Loving Black Lives.
Our Book Klub pick for the month of July is
Olumide Popoola’s
When We Speak of Nothing (2017/2018)--a novel on being young, Black, and Queer--and we are excited to welcome her for a conversation with San Francisco based writer
Sarah Ladipo Manyika.
How do writers take an idea and turn it into a story that readers can "fall into"? Do characters have their own voice or does an author make them speak as they do? And how does writing a novel shape the author? Both novelists will read from their works and share what inspires their writing - past, present, and future.

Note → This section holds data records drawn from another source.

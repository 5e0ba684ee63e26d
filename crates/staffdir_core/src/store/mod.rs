//! Employee store: the authoritative in-memory collection.
//!
//! # Responsibility
//! - Own the ordered employee collection and its change listeners.
//! - Validate every mutation before it touches the collection.
//! - Persist a full JSON snapshot after every successful mutation.
//!
//! # Invariants
//! - Insertion order is preserved; `sort` only reorders returned copies.
//! - Ids are unique within the collection and never reassigned.
//! - Persistence failures are logged, not returned; the in-memory mutation
//!   stays committed and listeners still run.
//! - Loading never fails: missing or corrupt snapshots yield an empty store.

use crate::clock::{Clock, SystemClock};
use crate::config::StoreConfig;
use crate::model::employee::{Employee, EmployeeDraft, EmployeeId};
use crate::sample::sample_employees;
use crate::storage::KeyValueStorage;
use crate::validation::{validate_employee, ValidationErrors};
use log::{error, info, warn};
use std::error::Error;
use std::fmt::{Display, Formatter};
use uuid::Uuid;

mod listeners;
pub mod query;

pub use listeners::ListenerId;
pub use query::{visible_pages, Page, SortDirection, SortField};

use listeners::ListenerRegistry;

const RANDOM_ID_SUFFIX_LEN: usize = 11;

pub type StoreResult<T> = Result<T, StoreError>;

/// Error returned by store mutations.
#[derive(Debug)]
pub enum StoreError {
    /// Draft failed one or more field rules.
    Validation(ValidationErrors),
    /// No record with the given id.
    NotFound(EmployeeId),
}

impl StoreError {
    /// Field mapping when this is a validation failure.
    pub fn validation_errors(&self) -> Option<&ValidationErrors> {
        match self {
            Self::Validation(errors) => Some(errors),
            Self::NotFound(_) => None,
        }
    }
}

impl Display for StoreError {
    fn fmt(&self, f: &mut Formatter<'_>) -> std::fmt::Result {
        match self {
            Self::Validation(errors) => write!(f, "{errors}"),
            Self::NotFound(id) => write!(f, "employee not found: {id}"),
        }
    }
}

impl Error for StoreError {
    fn source(&self) -> Option<&(dyn Error + 'static)> {
        match self {
            Self::Validation(errors) => Some(errors),
            Self::NotFound(_) => None,
        }
    }
}

impl From<ValidationErrors> for StoreError {
    fn from(value: ValidationErrors) -> Self {
        Self::Validation(value)
    }
}

/// Employee collection bound to one storage backend and clock.
///
/// Constructed once by the application root and passed to consumers.
pub struct EmployeeStore<S: KeyValueStorage, C: Clock = SystemClock> {
    storage: S,
    clock: C,
    config: StoreConfig,
    employees: Vec<Employee>,
    listeners: ListenerRegistry,
    persisted: bool,
}

impl<S: KeyValueStorage> EmployeeStore<S, SystemClock> {
    /// Loads the collection from `storage` using the wall clock and default
    /// configuration.
    pub fn open(storage: S) -> Self {
        Self::with_config(storage, SystemClock, StoreConfig::default())
    }
}

impl<S: KeyValueStorage, C: Clock> EmployeeStore<S, C> {
    pub fn with_clock(storage: S, clock: C) -> Self {
        Self::with_config(storage, clock, StoreConfig::default())
    }

    pub fn with_config(storage: S, clock: C, config: StoreConfig) -> Self {
        let employees = load_snapshot(&storage, &config.storage_key);
        info!(
            "event=store_open module=store status=ok key={} count={}",
            config.storage_key,
            employees.len()
        );
        Self {
            storage,
            clock,
            config,
            employees,
            listeners: ListenerRegistry::default(),
            persisted: true,
        }
    }

    pub fn config(&self) -> &StoreConfig {
        &self.config
    }

    pub fn storage(&self) -> &S {
        &self.storage
    }

    /// Whether the most recent snapshot write reached storage.
    pub fn persisted(&self) -> bool {
        self.persisted
    }

    pub fn len(&self) -> usize {
        self.employees.len()
    }

    pub fn is_empty(&self) -> bool {
        self.employees.is_empty()
    }

    /// Copy of the full collection in insertion order.
    pub fn get_all(&self) -> Vec<Employee> {
        self.employees.clone()
    }

    pub fn get_by_id(&self, id: &str) -> Option<&Employee> {
        self.employees.iter().find(|employee| employee.id == id)
    }

    /// Validates `draft`, assigns a fresh id and appends the record.
    ///
    /// # Errors
    /// - `StoreError::Validation` when any rule fails; nothing is changed.
    pub fn add(&mut self, draft: &EmployeeDraft) -> StoreResult<Employee> {
        let today = self.clock.today();
        let validated = validate_employee(draft, &self.employees, None, today)
            .inspect_err(|errors| log_rejected("employee_add", errors))?;

        let employee = validated.into_employee(self.generate_id());
        self.employees.push(employee.clone());
        info!(
            "event=employee_add module=store status=ok id={} count={}",
            employee.id,
            self.employees.len()
        );

        self.commit();
        Ok(employee)
    }

    /// Replaces every field of the record `id` with `draft`, keeping the id
    /// and the record's position.
    ///
    /// # Errors
    /// - `StoreError::NotFound` when `id` is unknown.
    /// - `StoreError::Validation` when any rule fails; nothing is changed.
    pub fn update(&mut self, id: &str, draft: &EmployeeDraft) -> StoreResult<Employee> {
        let index = self.index_of(id)?;
        let today = self.clock.today();
        let validated = validate_employee(draft, &self.employees, Some(id), today)
            .inspect_err(|errors| log_rejected("employee_update", errors))?;

        let employee = validated.into_employee(id);
        self.employees[index] = employee.clone();
        info!("event=employee_update module=store status=ok id={id}");

        self.commit();
        Ok(employee)
    }

    /// Removes and returns the record `id`.
    ///
    /// # Errors
    /// - `StoreError::NotFound` when `id` is unknown.
    pub fn delete(&mut self, id: &str) -> StoreResult<Employee> {
        let index = self.index_of(id)?;
        let removed = self.employees.remove(index);
        info!(
            "event=employee_delete module=store status=ok id={id} count={}",
            self.employees.len()
        );

        self.commit();
        Ok(removed)
    }

    /// Empties the collection and persists the empty snapshot.
    pub fn clear(&mut self) {
        let removed = self.employees.len();
        self.employees.clear();
        info!("event=store_clear module=store status=ok removed={removed}");
        self.commit();
    }

    pub fn search(&self, query: &str) -> Vec<Employee> {
        query::search(&self.employees, query)
    }

    /// Searches, then slices out the 1-based `page`. No clamping.
    pub fn get_paginated(&self, page: usize, page_size: usize, query: &str) -> Page<Employee> {
        query::paginate(self.search(query), page, page_size)
    }

    /// Like `get_paginated`, but page 0 is read as page 1 and a page past
    /// the end of a non-empty result falls back to the last page.
    pub fn get_paginated_clamped(
        &self,
        page: usize,
        page_size: usize,
        query: &str,
    ) -> Page<Employee> {
        let page = page.max(1);
        let result = self.get_paginated(page, page_size, query);
        if result.items.is_empty() && result.total_pages > 0 && page > result.total_pages {
            return self.get_paginated(result.total_pages.max(1), page_size, query);
        }
        result
    }

    /// Sorted copy of the collection; backing order is untouched.
    pub fn sort(&self, field: SortField, direction: SortDirection) -> Vec<Employee> {
        query::sort(&self.employees, field, direction)
    }

    /// Registers a callback run after every successful mutation.
    pub fn subscribe(&mut self, listener: impl FnMut() + 'static) -> ListenerId {
        self.listeners.register(Box::new(listener))
    }

    /// Returns `false` when `id` was not subscribed.
    pub fn unsubscribe(&mut self, id: ListenerId) -> bool {
        self.listeners.remove(id)
    }

    pub fn listener_count(&self) -> usize {
        self.listeners.len()
    }

    /// Adds the demo employees when the collection is empty.
    ///
    /// Returns how many were added; drafts rejected by validation are
    /// logged and skipped.
    pub fn seed_sample_data_if_empty(&mut self) -> usize {
        if !self.employees.is_empty() {
            return 0;
        }

        let mut added = 0;
        for draft in sample_employees() {
            match self.add(&draft) {
                Ok(_) => added += 1,
                Err(err) => warn!(
                    "event=store_seed module=store status=skipped error={}",
                    err
                ),
            }
        }
        info!("event=store_seed module=store status=ok added={added}");
        added
    }

    fn index_of(&self, id: &str) -> StoreResult<usize> {
        self.employees
            .iter()
            .position(|employee| employee.id == id)
            .ok_or_else(|| StoreError::NotFound(id.to_string()))
    }

    fn generate_id(&self) -> EmployeeId {
        loop {
            let suffix = Uuid::new_v4().simple().to_string();
            let id = format!(
                "{}{}",
                to_base36(self.clock.now_millis()),
                &suffix[..RANDOM_ID_SUFFIX_LEN]
            );
            if self.get_by_id(&id).is_none() {
                return id;
            }
        }
    }

    fn commit(&mut self) {
        self.persist();
        let failed = self.listeners.notify();
        if failed > 0 {
            warn!("event=listener_notify module=store status=degraded failed={failed}");
        }
    }

    fn persist(&mut self) {
        let key = self.config.storage_key.as_str();
        let written = serde_json::to_string(&self.employees)
            .map_err(|err| err.to_string())
            .and_then(|json| {
                self.storage
                    .write(key, &json)
                    .map_err(|err| err.to_string())
            });

        self.persisted = match written {
            Ok(()) => true,
            Err(err) => {
                error!(
                    "event=store_persist module=store status=error key={} count={} error={}",
                    key,
                    self.employees.len(),
                    err
                );
                false
            }
        };
    }
}

fn load_snapshot<S: KeyValueStorage>(storage: &S, key: &str) -> Vec<Employee> {
    let raw = match storage.read(key) {
        Ok(Some(raw)) => raw,
        Ok(None) => return Vec::new(),
        Err(err) => {
            error!(
                "event=store_load module=store status=error key={key} error_code=read_failed error={err}"
            );
            return Vec::new();
        }
    };

    if raw.trim().is_empty() {
        return Vec::new();
    }

    match serde_json::from_str::<Vec<Employee>>(&raw) {
        Ok(employees) => employees,
        Err(err) => {
            error!(
                "event=store_load module=store status=error key={key} error_code=parse_failed error={err}"
            );
            Vec::new()
        }
    }
}

fn log_rejected(event: &str, errors: &ValidationErrors) {
    let fields = errors
        .fields()
        .map(|field| field.as_str())
        .collect::<Vec<_>>()
        .join(",");
    info!("event={event} module=store status=rejected fields={fields}");
}

fn to_base36(value: i64) -> String {
    const DIGITS: &[u8; 36] = b"0123456789abcdefghijklmnopqrstuvwxyz";

    let mut remaining = value.max(0).unsigned_abs();
    if remaining == 0 {
        return "0".to_string();
    }

    let mut digits = Vec::new();
    while remaining > 0 {
        digits.push(DIGITS[(remaining % 36) as usize] as char);
        remaining /= 36;
    }
    digits.iter().rev().collect()
}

Presented in partnership with Elliott Bay Book Company.
Registration
Olumide Popoola is a London-based Nigerian German writer and speaker who presents internationally. Her work includes
this is not about sadness, a novella published in 2010 about the friendship between two complex and traumatized London-based women (one an older Jamaican, the other a young South African), that is explored through language as it relates to space, memory, and silence,
Also by Mail, a family comedy-drama published in 2013 that follows the experiences of Nigerian German siblings Funke and Wale, who fly to Nigeria to bury their suddenly deceased father, the short story collection
breach, which she co-authored with Annie Holmes in 2016, as well as critical essays and creative non-fiction, hybrid pieces and poetry. For her work, she has received numerous awards, grants, fellowships, and residencies, including the May Ayim Award in Poetry in 2004. Currently, she is the Writer in Residence at Greenwich University.

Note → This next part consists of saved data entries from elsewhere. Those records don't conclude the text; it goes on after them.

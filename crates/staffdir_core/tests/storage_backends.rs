use chrono::NaiveDate;
use staffdir_core::{
    open_sqlite, EmployeeDraft, EmployeeStore, FileStorage, FixedClock, KeyValueStorage,
    SqliteStorage, StoreConfig, STORAGE_KEY,
};

fn date(y: i32, m: u32, d: u32) -> NaiveDate {
    NaiveDate::from_ymd_opt(y, m, d).unwrap()
}

fn clock() -> FixedClock {
    FixedClock::new(date(2024, 6, 15))
}

fn bob() -> EmployeeDraft {
    EmployeeDraft {
        first_name: "Bob".to_string(),
        last_name: "Johnson".to_string(),
        email: "bob@test.com".to_string(),
        phone: "+1555987654321".to_string(),
        date_of_employment: Some(date(2019, 7, 15)),
        date_of_birth: Some(date(1988, 12, 10)),
        department: "Tech".to_string(),
        position: "Medior".to_string(),
    }
}

#[test]
fn file_storage_survives_reopen() {
    let dir = tempfile::tempdir().unwrap();

    let added = {
        let mut store = EmployeeStore::with_clock(FileStorage::open(dir.path()).unwrap(), clock());
        store.add(&bob()).unwrap()
    };

    let store = EmployeeStore::with_clock(FileStorage::open(dir.path()).unwrap(), clock());
    assert_eq!(store.get_all(), vec![added]);
    assert!(dir.path().join("employees.json").is_file());
}

#[test]
fn file_snapshot_is_a_camel_case_json_array() {
    let dir = tempfile::tempdir().unwrap();
    let storage = FileStorage::open(dir.path()).unwrap();
    let mut store = EmployeeStore::with_clock(&storage, clock());
    let added = store.add(&bob()).unwrap();

    let raw = storage.read(STORAGE_KEY).unwrap().unwrap();
    let json: serde_json::Value = serde_json::from_str(&raw).unwrap();
    assert_eq!(
        json,
        serde_json::json!([{
            "id": added.id,
            "firstName": "Bob",
            "lastName": "Johnson",
            "email": "bob@test.com",
            "phone": "+1555987654321",
            "dateOfEmployment": "2019-07-15",
            "dateOfBirth": "1988-12-10",
            "department": "Tech",
            "position": "Medior"
        }])
    );
}

#[test]
fn sqlite_storage_survives_reconnect() {
    let dir = tempfile::tempdir().unwrap();
    let path = dir.path().join("staffdir.db");

    let added = {
        let conn = open_sqlite(&path).unwrap();
        let mut store = EmployeeStore::with_clock(SqliteStorage::try_new(&conn).unwrap(), clock());
        store.add(&bob()).unwrap()
    };

    let conn = open_sqlite(&path).unwrap();
    let storage = SqliteStorage::try_new(&conn).unwrap();
    let mut store = EmployeeStore::with_clock(&storage, clock());
    assert_eq!(store.get_by_id(&added.id), Some(&added));

    store.clear();
    assert_eq!(storage.read(STORAGE_KEY).unwrap().as_deref(), Some("[]"));
    let rows: i64 = conn
        .query_row("SELECT COUNT(*) FROM kv_entries;", [], |row| row.get(0))
        .unwrap();
    assert_eq!(rows, 1);
}

#[test]
fn custom_storage_key_is_used_for_load_and_save() {
    let dir = tempfile::tempdir().unwrap();
    let storage = FileStorage::open(dir.path()).unwrap();
    let config = StoreConfig::default().with_storage_key("staff_archive");

    let mut store = EmployeeStore::with_config(&storage, clock(), config.clone());
    store.add(&bob()).unwrap();

    assert_eq!(storage.read(STORAGE_KEY).unwrap(), None);
    assert!(storage.read("staff_archive").unwrap().is_some());

    let reopened = EmployeeStore::with_config(&storage, clock(), config);
    assert_eq!(reopened.len(), 1);
}

#[test]
fn unreadable_key_opens_empty_store() {
    let dir = tempfile::tempdir().unwrap();
    let storage = FileStorage::open(dir.path()).unwrap();
    let config = StoreConfig::default().with_storage_key("../escape");

    let mut store = EmployeeStore::with_config(&storage, clock(), config);
    assert!(store.is_empty());

    store.add(&bob()).unwrap();
    assert!(!store.persisted());
    assert_eq!(store.len(), 1);
}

Popoola, who holds a PhD in Creative Writing and a BSc in Ayurvedic Medicine, has lectured in creative writing at various universities and regularly gives workshops and masterclasses. She is also the initiator and leader of the UK Arts Council funded mentoring scheme for emerging LGBTQ+ writers, THE FUTURE IS BACK.

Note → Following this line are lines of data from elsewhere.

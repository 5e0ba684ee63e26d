//! Logging bootstrap and safety policy.
//!
//! # Responsibility
//! - Initialize file-based rolling logs exactly once per process.
//! - Emit stable, metadata-only diagnostic events (ids and counts, never
//!   names, emails or phone numbers).
//!
//! # Invariants
//! - Logging init is idempotent for the same directory and level.
//! - Logging initialization must not panic.
//! - Re-initialization with a different directory or level is rejected.

use flexi_logger::{Cleanup, Criterion, FileSpec, Logger, LoggerHandle, Naming, WriteMode};
use log::{error, info};
use once_cell::sync::OnceCell;
use std::path::{Path, PathBuf};

const LOG_FILE_BASENAME: &str = "staffdir";
const MAX_LOG_FILE_SIZE_BYTES: u64 = 5 * 1024 * 1024;
const MAX_LOG_FILES: usize = 3;
const MAX_PANIC_PAYLOAD_CHARS: usize = 160;

static LOGGING_STATE: OnceCell<LoggingState> = OnceCell::new();
static PANIC_HOOK_INSTALLED: OnceCell<()> = OnceCell::new();

struct LoggingState {
    level: &'static str,
    log_dir: PathBuf,
    _logger: LoggerHandle,
}

/// Initializes logging with level and directory.
///
/// Returns `Ok(())` when logging is active, or a human-readable error string
/// when initialization fails.
///
/// # Errors
/// - Returns an error when `level` is unsupported.
/// - Returns an error when `log_dir` is empty, non-absolute, or cannot be created.
/// - Returns an error when logging is already active with another level or
///   directory.
/// - Returns an error when logger backend setup fails.
pub fn init_logging(level: &str, log_dir: &str) -> Result<(), String> {
    let level = normalize_level(level)?;
    let log_dir = normalize_log_dir(log_dir)?;

    if let Some(state) = LOGGING_STATE.get() {
        return ensure_same_config(state, level, &log_dir);
    }

    let state = LOGGING_STATE.get_or_try_init(|| start_logger(level, &log_dir))?;
    // Another thread may have won the race with a different config.
    ensure_same_config(state, level, &log_dir)
}

/// Returns `(level, log_dir)` when logging is active.
pub fn logging_status() -> Option<(&'static str, PathBuf)> {
    LOGGING_STATE
        .get()
        .map(|state| (state.level, state.log_dir.clone()))
}

/// `debug` for debug builds, `info` for release builds.
pub fn default_log_level() -> &'static str {
    if cfg!(debug_assertions) {
        "debug"
    } else {
        "info"
    }
}

fn start_logger(level: &'static str, log_dir: &Path) -> Result<LoggingState, String> {
    std::fs::create_dir_all(log_dir).map_err(|err| {
        format!(
            "failed to create log directory `{}`: {err}",
            log_dir.display()
        )
    })?;

    let logger = Logger::try_with_str(level)
        .map_err(|err| format!("invalid log level `{level}`: {err}"))?
        .log_to_file(
            FileSpec::default()
                .directory(log_dir)
                .basename(LOG_FILE_BASENAME),
        )
        .rotate(
            Criterion::Size(MAX_LOG_FILE_SIZE_BYTES),
            Naming::Numbers,
            Cleanup::KeepLogFiles(MAX_LOG_FILES),
        )
        .write_mode(WriteMode::BufferAndFlush)
        .append()
        .format_for_files(flexi_logger::detailed_format)
        .start()
        .map_err(|err| format!("failed to start logger: {err}"))?;

    install_panic_hook_once();

    info!(
        "event=logging_init module=core status=ok platform={} level={} log_dir={} version={}",
        std::env::consts::OS,
        level,
        log_dir.display(),
        env!("CARGO_PKG_VERSION")
    );

    Ok(LoggingState {
        level,
        log_dir: log_dir.to_path_buf(),
        _logger: logger,
    })
}

fn ensure_same_config(state: &LoggingState, level: &str, log_dir: &Path) -> Result<(), String> {
    if state.log_dir != log_dir {
        return Err(format!(
            "logging already initialized at `{}`; refusing to switch to `{}`",
            state.log_dir.display(),
            log_dir.display()
        ));
    }
    if state.level != level {
        return Err(format!(
            "logging already initialized with level `{}`; refusing to switch to `{}`",
            state.level, level
        ));
    }
    Ok(())
}

fn normalize_level(level: &str) -> Result<&'static str, String> {
    match level.trim().to_ascii_lowercase().as_str() {
        "trace" => Ok("trace"),
        "debug" => Ok("debug"),
        "info" => Ok("info"),
        "warn" | "warning" => Ok("warn"),
        "error" => Ok("error"),
        other => Err(format!(
            "unsupported log level `{other}`; expected trace|debug|info|warn|error"
        )),
    }
}

fn normalize_log_dir(log_dir: &str) -> Result<PathBuf, String> {
    let trimmed = log_dir.trim();
    if trimmed.is_empty() {
        return Err("log_dir cannot be empty".to_string());
    }
    let path = Path::new(trimmed);
    if !path.is_absolute() {
        return Err(format!("log_dir must be an absolute path, got `{trimmed}`"));
    }
    Ok(path.to_path_buf())
}

fn install_panic_hook_once() {
    if PANIC_HOOK_INSTALLED.set(()).is_err() {
        return;
    }

    let previous_hook = std::panic::take_hook();
    std::panic::set_hook(Box::new(move |panic_info| {
        // Payload may carry record contents; cap and flatten it.
        let location = panic_info
            .location()
            .map(|loc| format!("{}:{}", loc.file(), loc.line()))
            .unwrap_or_else(|| "unknown".to_string());
        let payload = panic_payload_summary(panic_info);
        error!(
            "event=panic_captured module=core status=error location={} payload={}",
            location, payload
        );
        previous_hook(panic_info);
    }));
}

fn panic_payload_summary(info: &std::panic::PanicHookInfo<'_>) -> String {
    let payload = if let Some(message) = info.payload().downcast_ref::<&str>() {
        (*message).to_string()
    } else if let Some(message) = info.payload().downcast_ref::<String>() {
        message.clone()
    } else {
        "non-string panic payload".to_string()
    };

    sanitize_message(&payload, MAX_PANIC_PAYLOAD_CHARS)
}

fn sanitize_message(value: &str, max_chars: usize) -> String {
    let normalized = value.replace(['\n', '\r'], " ");
    let mut truncated = normalized.chars().take(max_chars).collect::<String>();
    if normalized.chars().count() > max_chars {
        truncated.push_str("...");
    }
    truncated
}

#[cfg(test)]
mod tests {
    use super::{
        init_logging, logging_status, normalize_level, normalize_log_dir, sanitize_message,
    };
    use std::path::PathBuf;
    use std::time::{SystemTime, UNIX_EPOCH};

    #[test]
    fn normalize_level_accepts_known_values() {
        assert_eq!(normalize_level("INFO").unwrap(), "info");
        assert_eq!(normalize_level(" warning ").unwrap(), "warn");
        assert!(normalize_level("verbose").is_err());
    }

    #[test]
    fn normalize_log_dir_rejects_relative_path() {
        let error = normalize_log_dir("logs/dev").unwrap_err();
        assert!(error.contains("absolute"));
    }

    #[test]
    fn sanitize_message_removes_newlines_and_truncates() {
        let sanitized = sanitize_message("line1\nline2\rline3", 8);
        assert!(!sanitized.contains('\n'));
        assert!(!sanitized.contains('\r'));
        assert!(sanitized.ends_with("..."));
    }

    #[test]
    fn init_logging_is_idempotent_for_same_config_and_rejects_conflicts() {
        let log_dir = unique_temp_dir("idempotent");
        let log_dir_str = log_dir.to_str().unwrap().to_string();
        let other_dir = unique_temp_dir("different");
        let other_dir_str = other_dir.to_str().unwrap().to_string();

        init_logging("info", &log_dir_str).unwrap();
        init_logging("info", &log_dir_str).unwrap();

        let level_error = init_logging("debug", &log_dir_str).unwrap_err();
        assert!(level_error.contains("refusing to switch"));

        let dir_error = init_logging("info", &other_dir_str).unwrap_err();
        assert!(dir_error.contains("refusing to switch"));

        let (active_level, active_dir) = logging_status().unwrap();
        assert_eq!(active_level, "info");
        assert_eq!(active_dir, log_dir);
    }

    // Not a tempdir: the logger keeps writing here until process exit.
    fn unique_temp_dir(suffix: &str) -> PathBuf {
        let nanos = SystemTime::now()
            .duration_since(UNIX_EPOCH)
            .unwrap()
            .as_nanos();
        std::env::temp_dir().join(format!(
            "staffdir-logging-{suffix}-{}-{nanos}",
            std::process::id()
        ))
    }
}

Sarah Ladipo Manyika was raised in Nigeria and has lived in Kenya, France, Zimbabwe, and England. Manyika is a novelist, short story writer, essayist, and founding books editor for Ozy Media. Her debut novel,
In Dependence (2008), which traces a wistful love story between a Nigerian man and an English woman who both feel alienated from their own backgrounds, is an international bestseller. Her second novel,
Like a Mule Bringing Ice Cream to the Sun (2016), about an elderly Nigerian woman living in San Francisco and determined to match the city’s energy, has been translated into a number of languages. Her nonfiction includes personal essays and intimate profiles of people she meets, from Pastor Evan Mawarire to Toni Morrison and Michelle Obama.
Manyika serves as Board Director for the women’s writing residency, Hedgebrook. She has been a judge for the California Book Award and the Etisalat Prize and is currently a book juror for the 2020 Goldsmiths Prize. She studied at the universities of Birmingham and Bordeaux, and received her Ph.D. from the University of California, Berkeley.